Infertility may also affect the young adult who is hoping to someday become pregnant or father a child. Newer reproductive technologies may help some of these individuals; current treatment plans also attempt to reduce exposure to alkylating agents to limit such risks .
Based on the type of treatment the child received, the doctor will determine what examinations and screening tests are needed to check for long-term side effects and the possibility of secondary cancers. Follow-up care should also address the child’s quality of life, including any developmental or emotional concerns.
The child’s family is encouraged to organize and keep a record of the child’s medical information. That way, as the child enters adulthood, he or she has a clear, written history of the diagnosis, the treatment given, and the doctor’s recommendations about the schedule for follow-up care. The doctor’s office can help you create this. This information will be valuable to doctors who care for your child during his or her lifetime.
Children who have had cancer can also enhance the quality of their future by following established guidelines for good health into and through adulthood, including not smoking, maintaining a healthy weight, eating a balanced diet, and participating in regular physical activity. Talk with the doctor about developing a plan that is best for your child’s needs.
Ongoing follow-up care by health care professionals experienced in long-term side effects is important. Preventive health care, including breast cancer screening (after mediastinal radiation therapy), not smoking (after bleomycin or radiation therapy due to enhanced lung cancer risk), and reducing the risk for heart disease through exercise, diet, and medication are important steps for Hodgkin lymphoma survivors. Such preventative measures may foster better, long-term outcomes and offer the person some control of his or her own health.
Doctors are working to learn more about Hodgkin lymphoma, ways to prevent it, how to best treat it, and how to provide the best care to people diagnosed with this disease. The following areas of research may include new options for patients through clinical trials. Always talk with your child’s doctor about the diagnostic and treatment options best for your child.
New drugs. To reduce side effects and improve the effectiveness of treatment, it is important for researchers to find new drugs, as well as new combinations of current drugs.
ALLO stem cell transplantation. As explained in the Treatmentsection, stem cell transplantation is sometimes used to treat Hodgkin lymphoma. Doctors are researching increasing the use of stem cell transplantation, including using donor blood stem cells to replace the patient’s bone marrow (called allogeneic or ALLO transplantation).
Personalized treatments. Overall, the major goal of Hodgkin lymphoma research is to improve treatment effectiveness while reducing long-term side effects. Early response of the disease to a specific treatment is being studied as a method to tailor therapy to the individual. Shorter, more intensive regimens may improve effectiveness. It is important that researchers learn which patients need radiation therapy and which patients may be cured without the long-term side effects of radiation exposure.

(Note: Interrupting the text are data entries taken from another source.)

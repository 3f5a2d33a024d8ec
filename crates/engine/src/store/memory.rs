//! In-process settings store and membership directory.
//!
//! Behaves like the Postgres adapter (one record per key, top-level merge on
//! `update`) and keeps a log of every write so callers can inspect what
//! would have been sent.

use std::collections::HashMap;
use std::sync::atomic::{AtomicBool, AtomicUsize, Ordering};
use std::sync::{Mutex, MutexGuard};

use async_trait::async_trait;
use chrono::Utc;
use scopesync_core::error::CoreError;
use scopesync_core::settings::SettingsOverlay;
use scopesync_core::types::{PrincipalId, TenantId, Timestamp};

use super::{MembershipDirectory, PrincipalRecord, RemoteSettingsStore};
use crate::error::{SyncError, SyncResult};

type RecordKey = (TenantId, Option<PrincipalId>);

/// A write the store received.
#[derive(Debug, Clone, PartialEq)]
pub enum StoreWrite {
    Upsert {
        tenant_id: TenantId,
        principal_id: PrincipalId,
        settings: SettingsOverlay,
    },
    Insert {
        tenant_id: TenantId,
        principal_id: Option<PrincipalId>,
        settings: SettingsOverlay,
    },
    Update {
        tenant_id: TenantId,
        principal_id: Option<PrincipalId>,
        settings: SettingsOverlay,
    },
}

impl StoreWrite {
    /// Returns `true` for writes addressed to the tenant-wide record.
    pub fn is_tenant_wide(&self) -> bool {
        match self {
            StoreWrite::Upsert { .. } => false,
            StoreWrite::Insert { principal_id, .. } | StoreWrite::Update { principal_id, .. } => {
                principal_id.is_none()
            }
        }
    }
}

#[derive(Debug, Default)]
struct Tables {
    records: HashMap<RecordKey, (SettingsOverlay, Timestamp)>,
    members: HashMap<(TenantId, PrincipalId), String>,
    writes: Vec<StoreWrite>,
}

/// In-memory [`RemoteSettingsStore`] and [`MembershipDirectory`].
#[derive(Debug, Default)]
pub struct MemorySettingsStore {
    tables: Mutex<Tables>,
    reads: AtomicUsize,
    fail_reads: AtomicBool,
    fail_writes: AtomicBool,
}

impl MemorySettingsStore {
    pub fn new() -> Self {
        Self::default()
    }

    fn tables(&self) -> MutexGuard<'_, Tables> {
        self.tables.lock().unwrap_or_else(|e| e.into_inner())
    }

    /// Seed or replace a record with an explicit update time.
    pub fn put_record(
        &self,
        tenant_id: TenantId,
        principal_id: Option<PrincipalId>,
        settings: SettingsOverlay,
        updated_at: Timestamp,
    ) {
        self.tables()
            .records
            .insert((tenant_id, principal_id), (settings, updated_at));
    }

    /// Seed a tenant membership.
    pub fn put_member(&self, tenant_id: TenantId, principal_id: PrincipalId, role: &str) {
        self.tables()
            .members
            .insert((tenant_id, principal_id), role.to_string());
    }

    /// Current content of a record.
    pub fn record(
        &self,
        tenant_id: TenantId,
        principal_id: Option<PrincipalId>,
    ) -> Option<SettingsOverlay> {
        self.tables()
            .records
            .get(&(tenant_id, principal_id))
            .map(|(s, _)| s.clone())
    }

    /// Every write received so far, in order.
    pub fn writes(&self) -> Vec<StoreWrite> {
        self.tables().writes.clone()
    }

    /// Number of read calls (`get`, `list_recent`, `exists`) served.
    pub fn read_count(&self) -> usize {
        self.reads.load(Ordering::SeqCst)
    }

    /// Make every read fail with [`SyncError::Unavailable`].
    pub fn set_fail_reads(&self, fail: bool) {
        self.fail_reads.store(fail, Ordering::SeqCst);
    }

    /// Make every write fail with [`SyncError::Unavailable`].
    pub fn set_fail_writes(&self, fail: bool) {
        self.fail_writes.store(fail, Ordering::SeqCst);
    }

    fn begin_read(&self) -> SyncResult<()> {
        self.reads.fetch_add(1, Ordering::SeqCst);
        if self.fail_reads.load(Ordering::SeqCst) {
            return Err(SyncError::Unavailable("reads disabled".into()));
        }
        Ok(())
    }

    fn begin_write(&self) -> SyncResult<()> {
        if self.fail_writes.load(Ordering::SeqCst) {
            return Err(SyncError::Unavailable("writes disabled".into()));
        }
        Ok(())
    }
}

/// Top-level key merge, the same semantics as Postgres `jsonb || jsonb`.
fn merge_top_level(base: &SettingsOverlay, patch: &SettingsOverlay) -> SyncResult<SettingsOverlay> {
    let mut doc = serde_json::to_value(base)?;
    if let (Some(target), serde_json::Value::Object(fields)) =
        (doc.as_object_mut(), serde_json::to_value(patch)?)
    {
        target.extend(fields);
    }
    Ok(serde_json::from_value(doc)?)
}

#[async_trait]
impl RemoteSettingsStore for MemorySettingsStore {
    async fn get(
        &self,
        tenant_id: TenantId,
        principal_id: Option<PrincipalId>,
    ) -> SyncResult<Option<SettingsOverlay>> {
        self.begin_read()?;
        Ok(self.record(tenant_id, principal_id))
    }

    async fn list_recent(
        &self,
        tenant_id: TenantId,
        limit: i64,
    ) -> SyncResult<Vec<PrincipalRecord>> {
        self.begin_read()?;
        let mut records: Vec<PrincipalRecord> = self
            .tables()
            .records
            .iter()
            .filter_map(|((tenant, principal), (settings, updated_at))| match principal {
                Some(principal_id) if *tenant == tenant_id => Some(PrincipalRecord {
                    principal_id: *principal_id,
                    settings: settings.clone(),
                    updated_at: *updated_at,
                }),
                _ => None,
            })
            .collect();
        records.sort_by(|a, b| b.updated_at.cmp(&a.updated_at));
        records.truncate(usize::try_from(limit).unwrap_or(0));
        Ok(records)
    }

    async fn upsert(
        &self,
        tenant_id: TenantId,
        principal_id: PrincipalId,
        settings: &SettingsOverlay,
    ) -> SyncResult<()> {
        self.begin_write()?;
        let mut tables = self.tables();
        tables.writes.push(StoreWrite::Upsert {
            tenant_id,
            principal_id,
            settings: settings.clone(),
        });
        tables
            .records
            .insert((tenant_id, Some(principal_id)), (settings.clone(), Utc::now()));
        Ok(())
    }

    async fn exists(
        &self,
        tenant_id: TenantId,
        principal_id: Option<PrincipalId>,
    ) -> SyncResult<bool> {
        self.begin_read()?;
        Ok(self.tables().records.contains_key(&(tenant_id, principal_id)))
    }

    async fn insert(
        &self,
        tenant_id: TenantId,
        principal_id: Option<PrincipalId>,
        settings: &SettingsOverlay,
    ) -> SyncResult<()> {
        self.begin_write()?;
        let mut tables = self.tables();
        if tables.records.contains_key(&(tenant_id, principal_id)) {
            return Err(SyncError::Core(CoreError::Conflict(
                format!("settings record for tenant {tenant_id} already exists"),
            )));
        }
        tables.writes.push(StoreWrite::Insert {
            tenant_id,
            principal_id,
            settings: settings.clone(),
        });
        tables
            .records
            .insert((tenant_id, principal_id), (settings.clone(), Utc::now()));
        Ok(())
    }

    async fn update(
        &self,
        tenant_id: TenantId,
        principal_id: Option<PrincipalId>,
        settings: &SettingsOverlay,
    ) -> SyncResult<()> {
        self.begin_write()?;
        let mut tables = self.tables();
        let Some((current, _)) = tables.records.get(&(tenant_id, principal_id)) else {
            return Err(SyncError::Core(CoreError::NotFound {
                entity: "SettingsRecord",
                id: tenant_id,
            }));
        };
        let merged = merge_top_level(current, settings)?;
        tables.writes.push(StoreWrite::Update {
            tenant_id,
            principal_id,
            settings: settings.clone(),
        });
        tables
            .records
            .insert((tenant_id, principal_id), (merged, Utc::now()));
        Ok(())
    }
}

#[async_trait]
impl MembershipDirectory for MemorySettingsStore {
    async fn role_of(
        &self,
        tenant_id: TenantId,
        principal_id: PrincipalId,
    ) -> SyncResult<Option<String>> {
        self.begin_read()?;
        Ok(self.tables().members.get(&(tenant_id, principal_id)).cloned())
    }

    async fn principals_with_roles(
        &self,
        tenant_id: TenantId,
        roles: &[String],
    ) -> SyncResult<Vec<PrincipalId>> {
        self.begin_read()?;
        let mut ids: Vec<PrincipalId> = self
            .tables()
            .members
            .iter()
            .filter(|((tenant, _), role)| {
                *tenant == tenant_id && roles.iter().any(|r| r.eq_ignore_ascii_case(role))
            })
            .map(|((_, principal), _)| *principal)
            .collect();
        ids.sort_unstable();
        Ok(ids)
    }
}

Targeted therapy. Targeted therapy is a treatment that targets specific genes, proteins, or the tissue environment that contributes to cancer growth and survival. Recent studies are evaluating antibodies—such as brentuximab vedotin (SGN-35)—directed against proteins on the Hodgkin lymphoma cells. .
Supportive care. Clinical trials are underway to find better ways of reducing symptoms and side effects of current Hodgkin lymphoma treatments in order to improve patients’ comfort and quality of life.